— WORK ITEM —
Every entry needs to appear again exactly as written below.
==============================
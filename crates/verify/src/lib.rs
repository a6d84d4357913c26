// SPDX-License-Identifier: BUSL-1.1
// Copyright (c) 2026 Alfred Jean LLC

// Allow panic!/unwrap/expect in test code
#![cfg_attr(test, allow(clippy::panic))]
#![cfg_attr(test, allow(clippy::unwrap_used))]
#![cfg_attr(test, allow(clippy::expect_used))]

//! cm-verify: build-time guard that refuses breaking schema changes shipped
//! without a migration.
//!
//! The committed shape artifact records every config kind's shape and hash
//! plus the manifest of shipped migrations. CI compares the artifact at the
//! base branch (which the change under review cannot alter) against shapes
//! regenerated from the change.

mod artifact;
mod baseline;
mod verifier;

pub use artifact::{ArtifactError, KindShape, ShapeArtifact, ARTIFACT_FORMAT, ARTIFACT_PATH};
pub use baseline::{Baseline, BaselineError, FixedBaseline, GitBaseline};
pub use verifier::{Finding, KindOutcome, KindReport, VerifyError, VerifyReport, Verifier};
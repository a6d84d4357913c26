//! `cm shapes` specs

use crate::prelude::*;

const ARTIFACT: &str = "schema/shapes.lock.json";

fn read_artifact(project: &Project) -> Value {
    serde_json::from_str(&std::fs::read_to_string(project.root().join(ARTIFACT)).unwrap()).unwrap()
}

#[test]
fn generate_writes_every_kind_and_the_manifest() {
    let project = Project::empty();

    project.cm().args(&["shapes", "generate"]).passes().stdout_has("wrote schema/shapes.lock.json");

    let artifact = read_artifact(&project);
    assert_eq!(artifact["format"], 1);
    assert_eq!(artifact["engineVersion"], "2.0.0");
    assert!(artifact["kinds"]["agent"]["hash"].is_string());
    assert!(artifact["kinds"]["preferences"]["shape"].is_object());
    let versions: Vec<&str> =
        artifact["migrations"].as_array().unwrap().iter().map(|m| m["version"].as_str().unwrap()).collect();
    assert_eq!(versions, vec!["1.6.0", "1.7.0", "2.0.0"]);
}

#[test]
fn generate_leaves_an_up_to_date_artifact_alone() {
    let project = Project::empty();
    project.cm().args(&["shapes", "generate"]).passes();
    let first = std::fs::read_to_string(project.root().join(ARTIFACT)).unwrap();

    project.cm().args(&["shapes", "generate"]).passes().stdout_has("is up to date");

    assert_eq!(std::fs::read_to_string(project.root().join(ARTIFACT)).unwrap(), first);
}

#[test]
fn check_passes_after_generate() {
    let project = Project::empty();
    project.cm().args(&["shapes", "generate"]).passes();

    project.cm().args(&["shapes", "check"]).passes().stdout_has("is up to date");
}

#[test]
fn check_rejects_a_missing_artifact() {
    Project::empty()
        .cm()
        .args(&["shapes", "check"])
        .fails_with(2)
        .stderr_has("is missing; run `cm shapes generate`");
}

#[test]
fn check_names_the_kind_whose_shape_drifted() {
    let project = Project::empty();
    project.cm().args(&["shapes", "generate"]).passes();
    let mut artifact = read_artifact(&project);
    artifact["kinds"]["agent"]["hash"] = json!("0000");
    project.file(ARTIFACT, &serde_json::to_string_pretty(&artifact).unwrap());

    project.cm().args(&["shapes", "check"]).fails_with(2).stderr_has("shapes changed: agent");
}

#[test]
fn custom_artifact_path() {
    let project = Project::empty();

    project.cm().args(&["shapes", "generate", "--path", "out/shapes.json"]).passes();

    assert!(project.root().join("out/shapes.json").exists());
    project.cm().args(&["shapes", "check", "--path", "out/shapes.json"]).passes();
}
==============================
— RESULT OF THIS TASK —
filename crates/verify/src/lib.rs
repository a6d84d4357913c26
// SPDX-License-Identifier: BUSL-1.1
// Copyright (c) 2026 Alfred Jean LLC

// Allow panic!/unwrap/expect in test code
#![cfg_attr(test, allow(clippy::panic))]
#![cfg_attr(test, allow(clippy::unwrap_used))]
#![cfg_attr(test, allow(clippy::expect_used))]

//! cm-verify: build-time guard that refuses breaking schema changes shipped
//! without a migration.
//!
//! The committed shape artifact records every config kind's shape and hash
//! plus the manifest of shipped migrations. CI compares the artifact at the
//! base branch (which the change under review cannot alter) against shapes
//! regenerated from the change.

mod artifact;
mod baseline;
mod verifier;

pub use artifact::{ArtifactError, KindShape, ShapeArtifact, ARTIFACT_FORMAT, ARTIFACT_PATH};
pub use baseline::{Baseline, BaselineError, FixedBaseline, GitBaseline};
pub use verifier::{Finding, KindOutcome, KindReport, VerifyError, VerifyReport, Verifier};
repository a6d84d4357913c26
//! `cm shapes` specs

use crate::prelude::*;

const ARTIFACT: &str = "schema/shapes.lock.json";

fn read_artifact(project: &Project) -> Value {
    serde_json::from_str(&std::fs::read_to_string(project.root().join(ARTIFACT)).unwrap()).unwrap()
}

#[test]
fn generate_writes_every_kind_and_the_manifest() {
    let project = Project::empty();

    project.cm().args(&["shapes", "generate"]).passes().stdout_has("wrote schema/shapes.lock.json");

    let artifact = read_artifact(&project);
    assert_eq!(artifact["format"], 1);
    assert_eq!(artifact["engineVersion"], "2.0.0");
    assert!(artifact["kinds"]["agent"]["hash"].is_string());
    assert!(artifact["kinds"]["preferences"]["shape"].is_object());
    let versions: Vec<&str> =
        artifact["migrations"].as_array().unwrap().iter().map(|m| m["version"].as_str().unwrap()).collect();
    assert_eq!(versions, vec!["1.6.0", "1.7.0", "2.0.0"]);
}

#[test]
fn generate_leaves_an_up_to_date_artifact_alone() {
    let project = Project::empty();
    project.cm().args(&["shapes", "generate"]).passes();
    let first = std::fs::read_to_string(project.root().join(ARTIFACT)).unwrap();

    project.cm().args(&["shapes", "generate"]).passes().stdout_has("is up to date");

    assert_eq!(std::fs::read_to_string(project.root().join(ARTIFACT)).unwrap(), first);
}

#[test]
fn check_passes_after_generate() {
    let project = Project::empty();
    project.cm().args(&["shapes", "generate"]).passes();

    project.cm().args(&["shapes", "check"]).passes().stdout_has("is up to date");
}

#[test]
fn check_rejects_a_missing_artifact() {
    Project::empty()
        .cm()
        .args(&["shapes", "check"])
        .fails_with(2)
        .stderr_has("is missing; run `cm shapes generate`");
}

#[test]
fn check_names_the_kind_whose_shape_drifted() {
    let project = Project::empty();
    project.cm().args(&["shapes", "generate"]).passes();
    let mut artifact = read_artifact(&project);
    artifact["kinds"]["agent"]["hash"] = json!("0000");
    project.file(ARTIFACT, &serde_json::to_string_pretty(&artifact).unwrap());

    project.cm().args(&["shapes", "check"]).fails_with(2).stderr_has("shapes changed: agent");
}

#[test]
fn custom_artifact_path() {
    let project = Project::empty();

    project.cm().args(&["shapes", "generate", "--path", "out/shapes.json"]).passes();

    assert!(project.root().join("out/shapes.json").exists());
    project.cm().args(&["shapes", "check", "--path", "out/shapes.json"]).passes();
}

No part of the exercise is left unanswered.